Title: Whose Opinions Do Language Models Reflect?

Abstract: Language models (LMs) are increasingly being used in open-ended contexts, where the opinions they reflect in response to subjective queries can have a profound impact, both on user satisfaction, and shaping the views of society at large. We put forth a quantitative framework to investigate the opinions reflected by LMs – by leveraging high-quality public opinion polls. Using this framework, we create OpinionQA, a dataset for evaluating the alignment of LM opinions with those of 60 US demographic groups over topics ranging from abortion to automation. Across topics, we find substantial misalignment between the views reflected by current LMs and those of US demographic groups: on par with the DemocratRepublican divide on climate change. Notably, this misalignment persists even after explicitly steering the LMs towards particular groups. Our analysis not only confirms prior observations about the left-leaning tendencies of some human feedback-tuned LMs, but also surfaces groups whose opinions are poorly reflected by current LMs (e.g., 65+ and widowed individuals).

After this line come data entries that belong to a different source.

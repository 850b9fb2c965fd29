use anyhow::Result;
use mimalloc::MiMalloc;

#[global_allocator]
static GLOBAL: MiMalloc = MiMalloc;

fn main() -> Result<()> {
    tracing_subscriber::fmt()
        .with_env_filter(tracing_subscriber::EnvFilter::from_default_env())
        .with_target(false)
        .compact()
        .init();

    binsift::cli::run()
}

Bibliography: Santurkar, Shibani, Esin Durmus, Faisal Ladhak, Cinoo Lee, Percy Liang, and Tatsunori Hashimoto. “Whose Opinions Do Language Models Reflect?,” n.d.

Notes

  • a different approach to “evaluation”: instead of queries that have “correct” responses, we evaluate the opinion encoded from the model’s response, and compare that to those of humans.
  • Pew Research’s American Trends Panels survey turned into a dataset, 1498 Qs spanning science, politics, and personal relationships
  • Findings:
    • there is substantial misalignment between the opinions reflected in current LMs and that of the general US populace
    • HF amplifies misalignment by being modal biased (liberal)
      • i.e., just express the dominant viewpoint of certain groups
      • 99% approval rating for Joe Biden

    • none of representativeness problems are resolved by prompt steering
    • models aren’t very consistent in their views
      • e.g., liberal model expressing conservative views on topics such as religion
  • Methods:
    • multiple choice surveys provide some deterministic behavior from models
    • next-token log probabilities are taken from LM and normalized to obtain models’ opinion distribution
      • this distribution is compared to a human’s, based on their responses to the Pew Research survey
  • Interesting details:
    • omitted refusals, since they are not ordinal, and cannot be used in distribution comparison
      • look into what the models refused to… but generally, paper mentioned less than 1-2% refusal rating, even with HF models
    • this work considers human alignment as an inherently subjective quantity that depends on who it is measured against, rather than it being a single quantity that can be improved
      • similar to recent calls for “pluralistic alignment”
      • higher alignment may not be so desirable with this definition, e.g., matching racist views… or even possible, e.g., aligning with both Democrats and Republicans on abortion
    • survey questions were multiple choice, remains as a question if same behavior will scale to open-ended text generation setting
    • future work with non US and WEIRD society opinions, and whether opinion alignment measured through multiple choice will be reflected in the downstream sue casees of LMs
  • My thoughts:
    • LMs are opinionated by nature. And well-intentioned people understand what perspectives they are missing, either through their own identities, as well as the identities of the social environments they are in.
    • What if we could steer LMs politically? Would people think that they gained a better understanding of someone through the LM’s representation of them?
    • Contributions:
      • Extension from the Opinions paper that found none of the aforementioned representativeness problems are resolved by steering.
        • could see how modern models do with the replicated study, and
        • how modern methods of steering (ablation and others) perform
      • Exploring the opinion alignment measurements in downstream use cases of LMs
    • Could the survey data from Pew be used as representatives of population?
    • Can we collect the chat data from conversations that people have with relative representatives?
    • Would the chat data be a dataset contribution of “political debates” or something?